> DATA EXTRACT:
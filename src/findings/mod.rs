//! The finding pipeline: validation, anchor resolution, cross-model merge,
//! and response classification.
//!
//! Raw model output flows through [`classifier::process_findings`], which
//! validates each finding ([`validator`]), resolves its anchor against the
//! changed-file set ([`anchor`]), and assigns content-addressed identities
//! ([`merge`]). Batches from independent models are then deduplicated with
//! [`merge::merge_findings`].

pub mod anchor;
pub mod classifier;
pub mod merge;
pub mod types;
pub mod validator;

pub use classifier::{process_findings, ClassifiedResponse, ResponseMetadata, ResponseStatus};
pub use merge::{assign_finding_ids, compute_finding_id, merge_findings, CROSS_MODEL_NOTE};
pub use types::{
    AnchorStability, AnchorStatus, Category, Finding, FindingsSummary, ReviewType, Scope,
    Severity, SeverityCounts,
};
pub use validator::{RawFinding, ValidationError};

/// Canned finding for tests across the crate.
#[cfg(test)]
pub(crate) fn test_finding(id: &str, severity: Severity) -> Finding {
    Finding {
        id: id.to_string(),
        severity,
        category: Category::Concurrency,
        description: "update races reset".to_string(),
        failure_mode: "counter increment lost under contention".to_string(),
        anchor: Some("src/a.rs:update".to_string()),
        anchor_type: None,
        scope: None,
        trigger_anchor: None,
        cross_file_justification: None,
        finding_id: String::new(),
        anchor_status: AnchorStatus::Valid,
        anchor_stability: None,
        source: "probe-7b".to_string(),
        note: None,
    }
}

> WHAT THE EXERCISE ASKS:
Every line holding the word "AnchorStatus" should be copied out of the material.

> FINAL ANSWER:
    AnchorStability, AnchorStatus, Category, Finding, FindingsSummary, ReviewType, Scope,
        anchor_status: AnchorStatus::Valid,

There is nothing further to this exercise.